→ Instructions to follow:
Using the listing below, please gather every line containing the word "derive".

======== Material for this task

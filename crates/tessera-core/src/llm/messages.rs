//! Conversation transcript exchanged with the model

use crate::tools::ToolCall;
use serde::{Deserialize, Serialize};
use std::fmt;

/// Role of a message in the conversation
///
/// The system prompt travels separately in
/// [`ModelRequest`](super::ModelRequest), so it has no role here.
#[derive(Debug, Clone, Copy, PartialEq, Eq, Hash, Serialize, Deserialize)]
#[serde(rename_all = "lowercase")]
pub enum Role {
    User,
    Assistant,
    /// Answer to a tool call
    Tool,
}

impl fmt::Display for Role {
    fn fmt(&self, f: &mut fmt::Formatter<'_>) -> fmt::Result {
        match self {
            Role::User => write!(f, "user"),
            Role::Assistant => write!(f, "assistant"),
            Role::Tool => write!(f, "tool"),
        }
    }
}

#[derive(Debug, Clone, PartialEq, Serialize, Deserialize)]
pub struct Message {
    pub role: Role,
    pub content: String,
    /// Tool calls requested by an assistant message
    #[serde(default, skip_serializing_if = "Vec::is_empty")]
    pub tool_calls: Vec<ToolCall>,
    /// Call being answered, for tool messages
    #[serde(default, skip_serializing_if = "Option::is_none")]
    pub tool_call_id: Option<String>,
    /// Whether a tool message reports an error
    #[serde(default, skip_serializing_if = "std::ops::Not::not")]
    pub is_error: bool,
}

impl Message {
    pub fn user(content: impl Into<String>) -> Self {
        Self {
            role: Role::User,
            content: content.into(),
            tool_calls: Vec::new(),
            tool_call_id: None,
            is_error: false,
        }
    }

    pub fn assistant(content: impl Into<String>, tool_calls: Vec<ToolCall>) -> Self {
        Self {
            role: Role::Assistant,
            content: content.into(),
            tool_calls,
            tool_call_id: None,
            is_error: false,
        }
    }

    pub fn tool_result(call_id: impl Into<String>, content: impl Into<String>) -> Self {
        Self {
            role: Role::Tool,
            content: content.into(),
            tool_calls: Vec::new(),
            tool_call_id: Some(call_id.into()),
            is_error: false,
        }
    }

    pub fn tool_error(call_id: impl Into<String>, content: impl Into<String>) -> Self {
        Self {
            is_error: true,
            ..Self::tool_result(call_id, content)
        }
    }
}

/// Ordered message history for one execution
///
/// Attempts share one conversation: a corrective prompt is appended after
/// the previous attempt's turns.
#[derive(Debug, Clone, Default, PartialEq, Serialize, Deserialize)]
pub struct Conversation {
    messages: Vec<Message>,
}

impl Conversation {
    pub fn new() -> Self {
        Self::default()
    }

    pub fn push(&mut self, message: Message) {
        self.messages.push(message);
    }

    pub fn messages(&self) -> &[Message] {
        &self.messages
    }

    pub fn len(&self) -> usize {
        self.messages.len()
    }

    pub fn is_empty(&self) -> bool {
        self.messages.is_empty()
    }

    pub fn last(&self) -> Option<&Message> {
        self.messages.last()
    }

    /// Roles in order, mostly useful in tests and logs
    pub fn roles(&self) -> Vec<Role> {
        self.messages.iter().map(|m| m.role).collect()
    }
}
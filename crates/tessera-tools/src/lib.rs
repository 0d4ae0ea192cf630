//! Reusable helper tools for Tessera agents
//!
//! Each tool is written against a capability trait rather than a concrete
//! run state, so several tools can share one agent's run state.

pub mod sampler;

pub use sampler::{
    HasSamplerState, SAMPLER_TOOL_NAME, SamplerReducer, SamplerState, sampler_tool,
    sampler_tool_with,
};
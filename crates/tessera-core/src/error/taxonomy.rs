//! Error codes, categories and severities

use std::fmt;

use serde::{Deserialize, Serialize};

use super::types::AgentError;

/// Broad error category
#[derive(Debug, Clone, Copy, PartialEq, Eq, Hash, Serialize, Deserialize)]
#[serde(rename_all = "lowercase")]
pub enum ErrorCategory {
    /// Output failed a pipeline layer, or configuration failed construction checks
    Validation,
    /// Prompt generation failure or budget exhaustion
    Execution,
    /// Provider-level failure
    Model,
    /// Instrumentation failure; never propagated
    Observability,
}

impl fmt::Display for ErrorCategory {
    fn fmt(&self, f: &mut fmt::Formatter<'_>) -> fmt::Result {
        match self {
            ErrorCategory::Validation => write!(f, "validation"),
            ErrorCategory::Execution => write!(f, "execution"),
            ErrorCategory::Model => write!(f, "model"),
            ErrorCategory::Observability => write!(f, "observability"),
        }
    }
}

/// How bad an error is for the execution that raised it
#[derive(Debug, Clone, Copy, PartialEq, Eq, PartialOrd, Ord, Hash, Serialize, Deserialize)]
#[serde(rename_all = "lowercase")]
pub enum Severity {
    /// Recorded, execution continues
    Warning,
    /// The operation failed but the caller may fix and retry
    Error,
    /// Execution cannot continue
    Fatal,
}

impl AgentError {
    /// Stable error code for programmatic handling
    pub fn code(&self) -> &'static str {
        match self {
            Self::EmptyName => "TESSERA_EMPTY_NAME",
            Self::EmptyDescription => "TESSERA_EMPTY_DESCRIPTION",
            Self::EmptyModelName => "TESSERA_EMPTY_MODEL_NAME",
            Self::MissingOutputTool => "TESSERA_MISSING_OUTPUT_TOOL",
            Self::MissingPrompts => "TESSERA_MISSING_PROMPTS",
            Self::InvalidMaxAttempts { .. } => "TESSERA_INVALID_MAX_ATTEMPTS",
            Self::InvalidMaxIterations { .. } => "TESSERA_INVALID_MAX_ITERATIONS",
            Self::TemperatureOutOfRange { .. } => "TESSERA_TEMPERATURE_OUT_OF_RANGE",
            Self::MaxTokensTooLow { .. } => "TESSERA_MAX_TOKENS_TOO_LOW",
            Self::DuplicateTool { .. } => "TESSERA_DUPLICATE_TOOL",
            Self::InvalidPattern { .. } => "TESSERA_INVALID_PATTERN",
            Self::OutputInvalid { .. } => "TESSERA_OUTPUT_INVALID",
            Self::PromptGeneration { .. } => "TESSERA_PROMPT_GENERATION",
            Self::MaxIterationsExceeded { .. } => "TESSERA_MAX_ITERATIONS_EXCEEDED",
            Self::MaxAttemptsExceeded { .. } => "TESSERA_MAX_ATTEMPTS_EXCEEDED",
            Self::ModelApi { .. } => "TESSERA_MODEL_API",
            Self::RateLimited { .. } => "TESSERA_RATE_LIMITED",
            Self::TokenLimitExceeded { .. } => "TESSERA_TOKEN_LIMIT_EXCEEDED",
            Self::MalformedResponse { .. } => "TESSERA_MALFORMED_RESPONSE",
            Self::CallbackFailed { .. } => "TESSERA_CALLBACK_FAILED",
        }
    }

    /// Category this error reports under
    pub fn category(&self) -> ErrorCategory {
        match self {
            Self::EmptyName
            | Self::EmptyDescription
            | Self::EmptyModelName
            | Self::MissingOutputTool
            | Self::MissingPrompts
            | Self::InvalidMaxAttempts { .. }
            | Self::InvalidMaxIterations { .. }
            | Self::TemperatureOutOfRange { .. }
            | Self::MaxTokensTooLow { .. }
            | Self::DuplicateTool { .. }
            | Self::InvalidPattern { .. }
            | Self::OutputInvalid { .. } => ErrorCategory::Validation,
            Self::PromptGeneration { .. }
            | Self::MaxIterationsExceeded { .. }
            | Self::MaxAttemptsExceeded { .. } => ErrorCategory::Execution,
            Self::ModelApi { .. }
            | Self::RateLimited { .. }
            | Self::TokenLimitExceeded { .. }
            | Self::MalformedResponse { .. } => ErrorCategory::Model,
            Self::CallbackFailed { .. } => ErrorCategory::Observability,
        }
    }

    pub fn severity(&self) -> Severity {
        match self.category() {
            ErrorCategory::Observability => Severity::Warning,
            ErrorCategory::Model => Severity::Fatal,
            ErrorCategory::Execution => Severity::Fatal,
            ErrorCategory::Validation if matches!(self, Self::OutputInvalid { .. }) => {
                Severity::Warning
            }
            ErrorCategory::Validation => Severity::Error,
        }
    }

    /// Whether re-running the whole execution could plausibly succeed
    pub fn is_retryable(&self) -> bool {
        matches!(
            self,
            Self::RateLimited { .. } | Self::ModelApi { status: Some(500..=599), .. }
        )
    }
}
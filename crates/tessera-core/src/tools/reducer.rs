//! Helper tools and the reducer protocol behind them

use super::types::ToolDescriptor;
use crate::agent::AgentState;
use crate::validation::ValidationSchema;
use serde_json::Value;
use std::fmt;
use std::sync::Arc;

/// What a successful reduction produces
#[derive(Debug, Clone, PartialEq)]
pub struct ToolTransition<R, A> {
    /// Complete replacement for the execution state
    pub state: AgentState<R, A>,
    /// Sent back to the model as the tool result
    pub result: Value,
}

impl<R, A> ToolTransition<R, A> {
    pub fn new(state: AgentState<R, A>, result: Value) -> Self {
        Self { state, result }
    }
}

/// Pure state transition for one helper tool
///
/// The same state and input must always give the same answer. An `Err` is
/// reported to the model as a tool error and the engine keeps the state it
/// had before the call.
pub trait ToolReducer<R, A>: Send + Sync {
    fn reduce(
        &self,
        state: AgentState<R, A>,
        input: &Value,
    ) -> Result<ToolTransition<R, A>, String>;
}

impl<R, A, F> ToolReducer<R, A> for F
where
    F: Fn(AgentState<R, A>, &Value) -> Result<ToolTransition<R, A>, String> + Send + Sync,
{
    fn reduce(
        &self,
        state: AgentState<R, A>,
        input: &Value,
    ) -> Result<ToolTransition<R, A>, String> {
        self(state, input)
    }
}

/// A tool the model may call before submitting output
pub struct HelperTool<R, A> {
    name: String,
    description: String,
    input_schema: ValidationSchema,
    reducer: Arc<dyn ToolReducer<R, A>>,
}

impl<R, A> HelperTool<R, A> {
    pub fn new(
        name: impl Into<String>,
        description: impl Into<String>,
        input_schema: ValidationSchema,
        reducer: impl ToolReducer<R, A> + 'static,
    ) -> Self {
        Self {
            name: name.into(),
            description: description.into(),
            input_schema,
            reducer: Arc::new(reducer),
        }
    }

    /// Helper tool backed by a closure reducer
    pub fn from_fn<F>(
        name: impl Into<String>,
        description: impl Into<String>,
        input_schema: ValidationSchema,
        reduce: F,
    ) -> Self
    where
        F: Fn(AgentState<R, A>, &Value) -> Result<ToolTransition<R, A>, String>
            + Send
            + Sync
            + 'static,
    {
        Self::new(name, description, input_schema, reduce)
    }

    pub fn name(&self) -> &str {
        &self.name
    }

    pub fn description(&self) -> &str {
        &self.description
    }

    pub fn input_schema(&self) -> &ValidationSchema {
        &self.input_schema
    }

    pub fn descriptor(&self) -> ToolDescriptor {
        ToolDescriptor {
            name: self.name.clone(),
            description: self.description.clone(),
            parameters: self.input_schema.to_json_schema(),
        }
    }

    /// Check `input` against the tool's schema, then reduce
    pub fn invoke(
        &self,
        state: AgentState<R, A>,
        input: &Value,
    ) -> Result<ToolTransition<R, A>, String> {
        self.input_schema
            .check(input)
            .map_err(|err| format!("Invalid arguments for tool '{}': {}", self.name, err))?;
        self.reducer.reduce(state, input)
    }
}

impl<R, A> Clone for HelperTool<R, A> {
    fn clone(&self) -> Self {
        Self {
            name: self.name.clone(),
            description: self.description.clone(),
            input_schema: self.input_schema.clone(),
            reducer: Arc::clone(&self.reducer),
        }
    }
}

impl<R, A> fmt::Debug for HelperTool<R, A> {
    fn fmt(&self, f: &mut fmt::Formatter<'_>) -> fmt::Result {
        f.debug_struct("HelperTool")
            .field("name", &self.name)
            .field("description", &self.description)
            .finish()
    }
}
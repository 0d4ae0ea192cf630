#![allow(dead_code)]

use serde_json::{Value, json};
use std::sync::{Arc, Once};
use tessera::agent::AgentDefinitionBuilder;
use tessera::prelude::*;
use tessera::testing::ScriptedProvider;

static TRACING: Once = Once::new();

pub fn init_tracing() {
    TRACING.call_once(|| {
        let _ = tracing_subscriber::fmt()
            .with_env_filter(
                tracing_subscriber::EnvFilter::try_from_default_env()
                    .unwrap_or_else(|_| tracing_subscriber::EnvFilter::new("tessera_core=debug")),
            )
            .with_test_writer()
            .try_init();
    });
}

pub fn point_schema() -> tessera::validation::ValidationSchema {
    SchemaBuilder::new().number("x").build()
}

/// Agent that must submit `{ "x": <number> }`
pub fn point_agent<R, A>() -> AgentDefinitionBuilder<String, R, A>
where
    R: Default + Send + Sync + 'static,
    A: Default + Send + Sync + 'static,
{
    AgentDefinition::builder("points", "Produces a point")
        .model(ModelConfig::new("test-model"))
        .prompts(
            TemplatePrompts::with_default_error("You produce points.", "Input: {{input}}")
                .unwrap(),
        )
        .output_tool(OutputTool::from_schema("submit_point", "Submit the point", &point_schema()))
        .validator(SchemaValidator::new(point_schema()))
}

pub fn submit(x: Value) -> ModelResponse {
    ModelResponse::tool_calls(vec![ToolCall::new("out", "submit_point", json!({ "x": x }))])
}

pub fn scripted(responses: Vec<ModelResponse>) -> Arc<ScriptedProvider> {
    Arc::new(ScriptedProvider::new(responses))
}
//! Default values and limits for agent settings

pub const DEFAULT_PROVIDER: &str = "anthropic";
pub const DEFAULT_TEMPERATURE: f32 = 0.7;
pub const DEFAULT_MAX_TOKENS: u32 = 4096;
pub const DEFAULT_MAX_ATTEMPTS: u32 = 3;
pub const DEFAULT_MAX_ITERATIONS: u32 = 10;

pub const MIN_TEMPERATURE: f32 = 0.0;
pub const MAX_TEMPERATURE: f32 = 2.0;
pub const MIN_MAX_TOKENS: u32 = 1;

pub(super) fn provider() -> String {
    DEFAULT_PROVIDER.to_string()
}

pub(super) fn temperature() -> f32 {
    DEFAULT_TEMPERATURE
}

pub(super) fn max_tokens() -> u32 {
    DEFAULT_MAX_TOKENS
}

pub(super) fn max_attempts() -> u32 {
    DEFAULT_MAX_ATTEMPTS
}

pub(super) fn max_iterations() -> u32 {
    DEFAULT_MAX_ITERATIONS
}
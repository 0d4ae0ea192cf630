//! Tessera
//!
//! Schema-validated structured output from language-model agents with
//! bounded corrective retries. This crate bundles the engine from
//! `tessera-core` with the helper tools from `tessera-tools`.

pub use tessera_core::*;
pub use tessera_tools as tools_ext;

pub use tessera_tools::{HasSamplerState, SamplerState, sampler_tool};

================

→ Task answer:
#[derive(Debug, Clone, Copy, PartialEq, Eq, Hash, Serialize, Deserialize)]
#[derive(Debug, Clone, PartialEq, Serialize, Deserialize)]
#[derive(Debug, Clone, Default, PartialEq, Serialize, Deserialize)]
#[derive(Debug, Clone, Copy, PartialEq, Eq, Hash, Serialize, Deserialize)]
#[derive(Debug, Clone, Copy, PartialEq, Eq, PartialOrd, Ord, Hash, Serialize, Deserialize)]
#[derive(Debug, Clone, PartialEq)]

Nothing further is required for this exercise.